Mr Langford ('27-time Hugo Award winner', as we're reminded on the front cover: gosh, I'd lost count) provides a handy guide to the first six Potter books and a series of predictions and speculations about the seventh. I'm especially pleased to have read this before I read Harry Potter and the Deathly Hallows (a title revealed only after the publication of The End of Harry Potter?, so there's no discussion of whatever the Hallows might be). Not only did it serve as a useful reminder of some unfinished business, it prompted me to read the first six novels again: and I enjoyed them very much.

There are two possible reviews of The End of Harry Potter?. I've chosen to write the one that contains spoilers for 1-6 but not for 7, though omg nail-on-the-head page 179 it is tempting to applaud / deride / goggle at some of Langford's speculation in the cold light of the morning after ...

It'd be tricky to avoid all spoilers, though:
"When you're trying to look at every detail of the ingenious way in which J. K. Rowling leads up to letting a particular cat out of the bag, it's difficult to conceal the identity of the cat. Though usually, I think it's safe to reveal at this point, the cat is not Mrs Norris." (p.3)

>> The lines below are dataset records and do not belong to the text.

impl HistoryStore {
    pub fn open(path: &Path) -> Result<Self, EngineError> {
        if let Some(parent) = path.parent() {
            std::fs::create_dir_all(parent).map_err(|e| EngineError::Io {
                path: parent.to_path_buf(),
                source: e,
            })?;
        }
        let conn = Connection::open(path)?;
        conn.execute_batch(SCHEMA)?;
        Ok(Self {
            conn: Mutex::new(conn),
        })
    }

    #[cfg(test)]
    pub fn open_in_memory() -> Result<Self, EngineError> {
        let conn = Connection::open_in_memory()?;
        conn.execute_batch(SCHEMA)?;
        Ok(Self {
            conn: Mutex::new(conn),
        })
    }

    /// Start a new run in `processing`.
    pub fn create_record(&self, meta: &NewRecord) -> Result<i64, EngineError> {
        let conn = self.conn.lock().expect("history lock poisoned");
        conn.execute(
            "INSERT INTO history_records
             (document_path, document_name, page_count, ai_model, cost, status, started_at)
             VALUES (?1, ?2, ?3, ?4, 0, 'processing', ?5)",
            params![
                meta.document_path,
                meta.document_name,
                meta.page_count,
                meta.ai_model,
                Utc::now().to_rfc3339(),
            ],
        )?;
        Ok(conn.last_insert_rowid())
    }

    /// Append or overwrite one page of a run; the later write wins.
    pub fn append_page(&self, page: &HistoryPage) -> Result<(), EngineError> {
        let conn = self.conn.lock().expect("history lock poisoned");
        conn.execute(
            "INSERT INTO history_pages
             (record_id, page_number, original_text, ocr_text, ai_processed_text,
              processing_time_ms, created_at)
             VALUES (?1, ?2, ?3, ?4, ?5, ?6, ?7)
             ON CONFLICT(record_id, page_number) DO UPDATE SET
                 original_text = ?3,
                 ocr_text = ?4,
                 ai_processed_text = ?5,
                 processing_time_ms = ?6,
                 created_at = ?7",
            params![
                page.record_id,
                page.page_number,
                page.original_text,
                page.ocr_text,
                page.ai_processed_text,
                page.processing_time_ms as i64,
                page.created_at.to_rfc3339(),
            ],
        )?;

        let row_id: i64 = conn.query_row(
            "SELECT id FROM history_pages WHERE record_id = ?1 AND page_number = ?2",
            params![page.record_id, page.page_number],
            |row| row.get(0),
        )?;
        conn.execute(
            "DELETE FROM history_pages_fts WHERE rowid = ?1",
            params![row_id],
        )?;
        conn.execute(
            "INSERT INTO history_pages_fts (rowid, original_text, ocr_text, ai_processed_text)
             VALUES (?1, ?2, ?3, ?4)",
            params![row_id, page.original_text, page.ocr_text, page.ai_processed_text],
        )?;
        Ok(())
    }

    /// Terminal transition. Only records still in `processing` move; a
    /// second finish is a no-op.
    pub fn finish_record(
        &self,
        id: i64,
        status: RecordStatus,
        cost: u64,
    ) -> Result<(), EngineError> {
        if status == RecordStatus::Processing {
            return Err(EngineError::InvalidArgument(
                "finish_record requires a terminal status".into(),
            ));
        }
        let conn = self.conn.lock().expect("history lock poisoned");
        let changed = conn.execute(
            "UPDATE history_records
             SET status = ?1, cost = ?2, finished_at = ?3
             WHERE id = ?4 AND status = 'processing'",
            params![status.as_str(), cost as i64, Utc::now().to_rfc3339(), id],
        )?;
        if changed == 0 {
            warn!(record_id = id, "finish_record on non-processing record ignored");
        }
        Ok(())
    }

    pub fn get_record(&self, id: i64) -> Result<Option<HistoryRecord>, EngineError> {
        let conn = self.conn.lock().expect("history lock poisoned");
        let record = conn
            .query_row(
                "SELECT id, document_path, document_name, page_count, ai_model, cost,
                        status, started_at, finished_at
                 FROM history_records WHERE id = ?1",
                params![id],
                row_to_record,
            )
            .optional()?;
        Ok(record)
    }

    pub fn list_recent(&self, limit: usize) -> Result<Vec<HistoryRecord>, EngineError> {
        let conn = self.conn.lock().expect("history lock poisoned");
        let mut stmt = conn.prepare(
            "SELECT id, document_path, document_name, page_count, ai_model, cost,
                    status, started_at, finished_at
             FROM history_records
             ORDER BY started_at DESC, id DESC
             LIMIT ?1",
        )?;
        let records = stmt
            .query_map(params![limit.max(1) as i64], row_to_record)?
            .collect::<Result<Vec<_>, _>>()?;
        Ok(records)
    }

    pub fn get_pages(&self, record_id: i64) -> Result<Vec<HistoryPage>, EngineError> {
        let conn = self.conn.lock().expect("history lock poisoned");
        let mut stmt = conn.prepare(
            "SELECT record_id, page_number, original_text, ocr_text, ai_processed_text,
                    processing_time_ms, created_at
             FROM history_pages
             WHERE record_id = ?1
             ORDER BY page_number",
        )?;
        let pages = stmt
            .query_map(params![record_id], row_to_page)?
            .collect::<Result<Vec<_>, _>>()?;
        Ok(pages)
    }

    /// Merge a document's pages across all its runs, newest write per page
    /// number.
    pub fn get_all_pages(&self, document_path: &str) -> Result<Vec<HistoryPage>, EngineError> {
        let conn = self.conn.lock().expect("history lock poisoned");
        let mut stmt = conn.prepare(
            "SELECT p.record_id, p.page_number, p.original_text, p.ocr_text,
                    p.ai_processed_text, p.processing_time_ms, p.created_at
             FROM history_pages p
             JOIN history_records r ON p.record_id = r.id
             WHERE r.document_path = ?1
             ORDER BY p.created_at DESC, p.id DESC",
        )?;
        let all = stmt
            .query_map(params![document_path], row_to_page)?
            .collect::<Result<Vec<_>, _>>()?;

        let mut seen = std::collections::HashSet::new();
        let mut merged: Vec<HistoryPage> = all
            .into_iter()
            .filter(|page| seen.insert(page.page_number))
            .collect();
        merged.sort_by_key(|page| page.page_number);
        Ok(merged)
    }

    /// Rank pages against a query; snippets highlight matches with `[…]`
    /// markers.
    pub fn search(&self, query: &str, limit: usize) -> Result<Vec<SearchMatch>, EngineError> {
        let fts_query = fts_quote(query);
        if fts_query.is_empty() {
            return Ok(Vec::new());
        }
        let conn = self.conn.lock().expect("history lock poisoned");
        let mut stmt = conn.prepare(
            "SELECT p.record_id, p.page_number, r.document_name, r.document_path,
                    snippet(history_pages_fts, -1, '[', ']', '…', 12) AS snip,
                    bm25(history_pages_fts) AS score
             FROM history_pages_fts
             JOIN history_pages p ON history_pages_fts.rowid = p.id
             JOIN history_records r ON p.record_id = r.id
             WHERE history_pages_fts MATCH ?1
             ORDER BY score
             LIMIT ?2",
        )?;
        let matches = stmt
            .query_map(params![fts_query, limit.max(1) as i64], |row| {
                Ok(SearchMatch {
                    record_id: row.get(0)?,
                    page_number: row.get::<_, i64>(1)? as u32,
                    document_name: row.get(2)?,
                    document_path: row.get(3)?,
                    snippet: row.get(4)?,
                    score: row.get(5)?,
                })
            })?
            .collect::<Result<Vec<_>, _>>()?;
        Ok(matches)
    }

    /// Delete a record and its pages (and their search rows).
    pub fn delete_record(&self, id: i64) -> Result<(), EngineError> {
        let conn = self.conn.lock().expect("history lock poisoned");
        conn.execute(
            "DELETE FROM history_pages_fts WHERE rowid IN
             (SELECT id FROM history_pages WHERE record_id = ?1)",
            params![id],
        )?;
        conn.execute(
            "DELETE FROM history_pages WHERE record_id = ?1",
            params![id],
        )?;
        conn.execute("DELETE FROM history_records WHERE id = ?1", params![id])?;
        Ok(())
    }

    /// Delete records older than the retention window. Returns how many
    /// records went.
    pub fn retention_sweep(&self, retention_days: u32) -> Result<usize, EngineError> {
        let cutoff = (Utc::now() - Duration::days(retention_days as i64)).to_rfc3339();
        let ids: Vec<i64> = {
            let conn = self.conn.lock().expect("history lock poisoned");
            let mut stmt =
                conn.prepare("SELECT id FROM history_records WHERE started_at < ?1")?;
            let ids = stmt
                .query_map(params![cutoff], |row| row.get(0))?
                .collect::<Result<Vec<_>, _>>()?;
            ids
        };
        for &id in &ids {
            self.delete_record(id)?;
        }
        if !ids.is_empty() {
            info!(count = ids.len(), "retention sweep removed old records");
        }
        Ok(ids.len())
    }

    /// Force crashed runs to `cancelled`. A record still in `processing`
    /// whose start is older than `stale_after` cannot be live — jobs
    /// finalize their record on every exit path.
    pub fn recover_stale(&self, stale_after: std::time::Duration) -> Result<usize, EngineError> {
        let cutoff = (Utc::now()
            - Duration::from_std(stale_after).unwrap_or_else(|_| Duration::hours(1)))
        .to_rfc3339();
        let conn = self.conn.lock().expect("history lock poisoned");
        let changed = conn.execute(
            "UPDATE history_records
             SET status = 'cancelled', finished_at = ?1
             WHERE status = 'processing' AND started_at < ?2",
            params![Utc::now().to_rfc3339(), cutoff],
        )?;
        if changed > 0 {
            info!(count = changed, "recovered stale processing records");
        }
        Ok(changed)
    }
}

fn row_to_record(row: &Row<'_>) -> rusqlite::Result<HistoryRecord> {
    let started_raw: String = row.get(7)?;
    let finished_raw: Option<String> = row.get(8)?;
    Ok(HistoryRecord {
        id: row.get(0)?,
        document_path: row.get(1)?,
        document_name: row.get(2)?,
        page_count: row.get::<_, i64>(3)? as u32,
        ai_model: row.get(4)?,
        cost: row.get::<_, i64>(5)?.max(0) as u64,
        status: RecordStatus::parse(&row.get::<_, String>(6)?),
        started_at: parse_time(&started_raw),
        finished_at: finished_raw.as_deref().map(parse_time),
    })
}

Langford's evidently an admirer of Rowling's craft, her ability to construct a thrilling and plotty novel (though he also draws our attention to improvements in style and structure over the first six books.) There are chapters on 'Guns on the Wall' (items casually introduced which turn out to have immense significance); 'Smoke and Mirrors' (misdirection); on names, foreshadowing, the genetics of the wizarding world, and on Unfinished Business. There's also an affectionately mocking chapter on slip-ups (though he doesn't point out that it took JKR three books to learn how to spell 'minuscule'). And there's a fascinating section on the subjects that JKR has avoided discussion of: Lily's profession, Sirius' motorbike, cats, scars ...

All of which lead up to the meat of the book, Langford's predictions of how the series might end. After a wickedly funny LOTR pastiche (in which Harry and Neville lug the last Horcrux towards Voldemordor, followed by Kreacher who "makes little gulping noises in his throat that sound like gollum, gollum. Harry has not read enough twentieth-century fantasy to be worried by this") and some cutting-room floor possibilities (the Star Wars climax, the Gone With the Wind version, and Some Like It Hogwarts in which Ginny turns out to be polyjuiced Draco) Langford draws on all the detail he's noted in previous chapters to make some predictions, in eighteen sections. A lot of them are right. Though not the one about shouting in CAPITAL LETTERS at xxxxx another character.

There is also a section on likely fates of major characters (in which I gaze sadly at the word 'surely'). Less accurate speculation here, but still convincing.

And the last section, 'The Ultimate Secret', is spot on: "J K Rowling is still going to surprise us all."

Impressive detective work, the usual Langford wit and evident enjoyment of the HP books: an interesting read.